=== Collected data ===

++++++++++++++++++++

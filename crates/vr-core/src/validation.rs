//! Request validation for new reservations.
//!
//! Every field is checked and all complaints are returned together, so the
//! caller can display the complete list at once.

use chrono::{NaiveDate, NaiveTime};
use serde::Deserialize;
use validator::ValidateEmail;

use crate::error::ValidationErrors;
use crate::models::ContactInfo;

/// Raw booking form as submitted by the renter.
#[derive(Debug, Clone, Default, Deserialize)]
#[serde(default)]
pub struct ReservationForm {
    pub event_date: String,
    pub start_time: String,
    pub end_time: String,
    pub first_name: String,
    pub last_name: String,
    pub email: String,
    pub mobile_country_code: String,
    pub mobile_number: String,
    pub address: String,
    pub country: String,
    pub notes: String,
    pub voucher_code: String,
}

/// A form that passed validation, with parsed values.
#[derive(Debug, Clone, PartialEq, Eq)]
pub struct ValidatedReservation {
    pub event_date: NaiveDate,
    pub start_time: NaiveTime,
    pub end_time: NaiveTime,
    pub contact: ContactInfo,
}

pub fn parse_date(raw: &str) -> Option<NaiveDate> {
    NaiveDate::parse_from_str(raw.trim(), "%Y-%m-%d").ok()
}

/// Accepts `HH:MM` and `HH:MM:SS`.
pub fn parse_time(raw: &str) -> Option<NaiveTime> {
    let raw = raw.trim();
    NaiveTime::parse_from_str(raw, "%H:%M")
        .or_else(|_| NaiveTime::parse_from_str(raw, "%H:%M:%S"))
        .ok()
}

fn optional(raw: &str) -> Option<String> {
    let trimmed = raw.trim();
    (!trimmed.is_empty()).then(|| trimmed.to_string())
}

pub fn validate_reservation(
    form: &ReservationForm,
    today: NaiveDate,
) -> Result<ValidatedReservation, ValidationErrors> {
    let mut errors = ValidationErrors::new();

    let event_date = if form.event_date.trim().is_empty() {
        errors.add("event_date", "Event date is required.");
        None
    } else {
        match parse_date(&form.event_date) {
            None => {
                errors.add("event_date", "Event date must be a valid date (YYYY-MM-DD).");
                None
            }
            Some(date) if date < today => {
                errors.add("event_date", "Event date cannot be in the past.");
                None
            }
            Some(date) => Some(date),
        }
    };

    let start_time = required_time(&form.start_time, "start_time", "Start time", &mut errors);
    let end_time = required_time(&form.end_time, "end_time", "End time", &mut errors);
    if let (Some(start), Some(end)) = (start_time, end_time) {
        if start >= end {
            errors.add("end_time", "End time must be after start time.");
        }
    }

    let first_name = form.first_name.trim();
    if first_name.is_empty() {
        errors.add("first_name", "First name is required.");
    }
    let last_name = form.last_name.trim();
    if last_name.is_empty() {
        errors.add("last_name", "Last name is required.");
    }
    let email = form.email.trim();
    if email.is_empty() || !email.validate_email() {
        errors.add("email", "Valid email is required.");
    }
    let mobile_number = optional(&form.mobile_number);
    if let Some(number) = &mobile_number {
        if !number.chars().all(|c| c.is_ascii_digit()) {
            errors.add("mobile_number", "Mobile number should contain only digits.");
        }
    }

    match (event_date, start_time, end_time) {
        (Some(event_date), Some(start_time), Some(end_time)) if errors.is_empty() => {
            Ok(ValidatedReservation {
                event_date,
                start_time,
                end_time,
                contact: ContactInfo {
                    first_name: first_name.to_string(),
                    last_name: last_name.to_string(),
                    email: email.to_string(),
                    mobile_country_code: optional(&form.mobile_country_code),
                    mobile_number,
                    address: optional(&form.address),
                    country: optional(&form.country),
                    notes: optional(&form.notes),
                    voucher_code: optional(&form.voucher_code),
                },
            })
        }
        _ => Err(errors),
    }
}

fn required_time(
    raw: &str,
    field: &'static str,
    label: &str,
    errors: &mut ValidationErrors,
) -> Option<NaiveTime> {
    if raw.trim().is_empty() {
        errors.add(field, format!("{label} is required."));
        return None;
    }
    let parsed = parse_time(raw);
    if parsed.is_none() {
        errors.add(field, format!("{label} must be a valid time (HH:MM)."));
    }
    parsed
}

#[cfg(test)]
mod tests {
    use super::*;

    fn today() -> NaiveDate {
        NaiveDate::from_ymd_opt(2025, 6, 15).unwrap()
    }

    fn valid_form() -> ReservationForm {
        ReservationForm {
            event_date: "2025-07-01".into(),
            start_time: "09:00".into(),
            end_time: "11:00".into(),
            first_name: " Ada ".into(),
            last_name: "Lovelace".into(),
            email: "ada@example.com".into(),
            mobile_number: "9171234567".into(),
            ..Default::default()
        }
    }

    #[test]
    fn test_valid_form_is_trimmed_and_parsed() {
        let validated = validate_reservation(&valid_form(), today()).unwrap();
        assert_eq!(validated.event_date, NaiveDate::from_ymd_opt(2025, 7, 1).unwrap());
        assert_eq!(validated.start_time, NaiveTime::from_hms_opt(9, 0, 0).unwrap());
        assert_eq!(validated.contact.first_name, "Ada");
        assert_eq!(validated.contact.address, None);
        assert_eq!(validated.contact.mobile_number.as_deref(), Some("9171234567"));
    }

    #[test]
    fn test_missing_email_and_inverted_times_report_both() {
        let form = ReservationForm {
            email: String::new(),
            start_time: "14:00".into(),
            end_time: "14:00".into(),
            ..valid_form()
        };
        let errors = validate_reservation(&form, today()).unwrap_err();
        assert!(errors.len() >= 2);
        assert!(errors.has("email"));
        assert!(errors.has("end_time"));
    }

    #[test]
    fn test_every_required_field_reported() {
        let errors = validate_reservation(&ReservationForm::default(), today()).unwrap_err();
        for field in ["event_date", "start_time", "end_time", "first_name", "last_name", "email"] {
            assert!(errors.has(field), "missing complaint for {field}");
        }
    }

    #[test]
    fn test_past_date_and_bad_formats() {
        let form = ReservationForm {
            event_date: "2025-06-14".into(),
            start_time: "9am".into(),
            email: "not-an-email".into(),
            mobile_number: "+63 917".into(),
            ..valid_form()
        };
        let errors = validate_reservation(&form, today()).unwrap_err();
        assert_eq!(errors.len(), 4);
        assert!(errors.has("event_date"));
        assert!(errors.has("start_time"));
        assert!(errors.has("email"));
        assert!(errors.has("mobile_number"));
    }

    #[test]
    fn test_today_is_not_past() {
        let form = ReservationForm {
            event_date: "2025-06-15".into(),
            ..valid_form()
        };
        assert!(validate_reservation(&form, today()).is_ok());
    }

    #[test]
    fn test_seconds_are_accepted() {
        assert_eq!(parse_time("09:30:15"), NaiveTime::from_hms_opt(9, 30, 15));
        assert_eq!(parse_time("25:00"), None);
    }
}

++++++++++++++++++++

For this task, print the records again exactly as they appear.

=== FINISHED TASK ===
filename crates/vr-core/src/validation.rs
//! Request validation for new reservations.
//!
//! Every field is checked and all complaints are returned together, so the
//! caller can display the complete list at once.

use chrono::{NaiveDate, NaiveTime};
use serde::Deserialize;
use validator::ValidateEmail;

use crate::error::ValidationErrors;
use crate::models::ContactInfo;

/// Raw booking form as submitted by the renter.
#[derive(Debug, Clone, Default, Deserialize)]
#[serde(default)]
pub struct ReservationForm {
    pub event_date: String,
    pub start_time: String,
    pub end_time: String,
    pub first_name: String,
    pub last_name: String,
    pub email: String,
    pub mobile_country_code: String,
    pub mobile_number: String,
    pub address: String,
    pub country: String,
    pub notes: String,
    pub voucher_code: String,
}

/// A form that passed validation, with parsed values.
#[derive(Debug, Clone, PartialEq, Eq)]
pub struct ValidatedReservation {
    pub event_date: NaiveDate,
    pub start_time: NaiveTime,
    pub end_time: NaiveTime,
    pub contact: ContactInfo,
}

pub fn parse_date(raw: &str) -> Option<NaiveDate> {
    NaiveDate::parse_from_str(raw.trim(), "%Y-%m-%d").ok()
}

/// Accepts `HH:MM` and `HH:MM:SS`.
pub fn parse_time(raw: &str) -> Option<NaiveTime> {
    let raw = raw.trim();
    NaiveTime::parse_from_str(raw, "%H:%M")
        .or_else(|_| NaiveTime::parse_from_str(raw, "%H:%M:%S"))
        .ok()
}

fn optional(raw: &str) -> Option<String> {
    let trimmed = raw.trim();
    (!trimmed.is_empty()).then(|| trimmed.to_string())
}

pub fn validate_reservation(
    form: &ReservationForm,
    today: NaiveDate,
) -> Result<ValidatedReservation, ValidationErrors> {
    let mut errors = ValidationErrors::new();

    let event_date = if form.event_date.trim().is_empty() {
        errors.add("event_date", "Event date is required.");
        None
    } else {
        match parse_date(&form.event_date) {
            None => {
                errors.add("event_date", "Event date must be a valid date (YYYY-MM-DD).");
                None
            }
            Some(date) if date < today => {
                errors.add("event_date", "Event date cannot be in the past.");
                None
            }
            Some(date) => Some(date),
        }
    };

    let start_time = required_time(&form.start_time, "start_time", "Start time", &mut errors);
    let end_time = required_time(&form.end_time, "end_time", "End time", &mut errors);
    if let (Some(start), Some(end)) = (start_time, end_time) {
        if start >= end {
            errors.add("end_time", "End time must be after start time.");
        }
    }

    let first_name = form.first_name.trim();
    if first_name.is_empty() {
        errors.add("first_name", "First name is required.");
    }
    let last_name = form.last_name.trim();
    if last_name.is_empty() {
        errors.add("last_name", "Last name is required.");
    }
    let email = form.email.trim();
    if email.is_empty() || !email.validate_email() {
        errors.add("email", "Valid email is required.");
    }
    let mobile_number = optional(&form.mobile_number);
    if let Some(number) = &mobile_number {
        if !number.chars().all(|c| c.is_ascii_digit()) {
            errors.add("mobile_number", "Mobile number should contain only digits.");
        }
    }

    match (event_date, start_time, end_time) {
        (Some(event_date), Some(start_time), Some(end_time)) if errors.is_empty() => {
            Ok(ValidatedReservation {
                event_date,
                start_time,
                end_time,
                contact: ContactInfo {
                    first_name: first_name.to_string(),
                    last_name: last_name.to_string(),
                    email: email.to_string(),
                    mobile_country_code: optional(&form.mobile_country_code),
                    mobile_number,
                    address: optional(&form.address),
                    country: optional(&form.country),
                    notes: optional(&form.notes),
                    voucher_code: optional(&form.voucher_code),
                },
            })
        }
        _ => Err(errors),
    }
}

fn required_time(
    raw: &str,
    field: &'static str,
    label: &str,
    errors: &mut ValidationErrors,
) -> Option<NaiveTime> {
    if raw.trim().is_empty() {
        errors.add(field, format!("{label} is required."));
        return None;
    }
    let parsed = parse_time(raw);
    if parsed.is_none() {
        errors.add(field, format!("{label} must be a valid time (HH:MM)."));
    }
    parsed
}

#[cfg(test)]
mod tests {
    use super::*;

    fn today() -> NaiveDate {
        NaiveDate::from_ymd_opt(2025, 6, 15).unwrap()
    }

    fn valid_form() -> ReservationForm {
        ReservationForm {
            event_date: "2025-07-01".into(),
            start_time: "09:00".into(),
            end_time: "11:00".into(),
            first_name: " Ada ".into(),
            last_name: "Lovelace".into(),
            email: "ada@example.com".into(),
            mobile_number: "9171234567".into(),
            ..Default::default()
        }
    }

    #[test]
    fn test_valid_form_is_trimmed_and_parsed() {
        let validated = validate_reservation(&valid_form(), today()).unwrap();
        assert_eq!(validated.event_date, NaiveDate::from_ymd_opt(2025, 7, 1).unwrap());
        assert_eq!(validated.start_time, NaiveTime::from_hms_opt(9, 0, 0).unwrap());
        assert_eq!(validated.contact.first_name, "Ada");
        assert_eq!(validated.contact.address, None);
        assert_eq!(validated.contact.mobile_number.as_deref(), Some("9171234567"));
    }

    #[test]
    fn test_missing_email_and_inverted_times_report_both() {
        let form = ReservationForm {
            email: String::new(),
            start_time: "14:00".into(),
            end_time: "14:00".into(),
            ..valid_form()
        };
        let errors = validate_reservation(&form, today()).unwrap_err();
        assert!(errors.len() >= 2);
        assert!(errors.has("email"));
        assert!(errors.has("end_time"));
    }

    #[test]
    fn test_every_required_field_reported() {
        let errors = validate_reservation(&ReservationForm::default(), today()).unwrap_err();
        for field in ["event_date", "start_time", "end_time", "first_name", "last_name", "email"] {
            assert!(errors.has(field), "missing complaint for {field}");
        }
    }

    #[test]
    fn test_past_date_and_bad_formats() {
        let form = ReservationForm {
            event_date: "2025-06-14".into(),
            start_time: "9am".into(),
            email: "not-an-email".into(),
            mobile_number: "+63 917".into(),
            ..valid_form()
        };
        let errors = validate_reservation(&form, today()).unwrap_err();
        assert_eq!(errors.len(), 4);
        assert!(errors.has("event_date"));
        assert!(errors.has("start_time"));
        assert!(errors.has("email"));
        assert!(errors.has("mobile_number"));
    }

    #[test]
    fn test_today_is_not_past() {
        let form = ReservationForm {
            event_date: "2025-06-15".into(),
            ..valid_form()
        };
        assert!(validate_reservation(&form, today()).is_ok());
    }

    #[test]
    fn test_seconds_are_accepted() {
        assert_eq!(parse_time("09:30:15"), NaiveTime::from_hms_opt(9, 30, 15));
        assert_eq!(parse_time("25:00"), None);
    }
}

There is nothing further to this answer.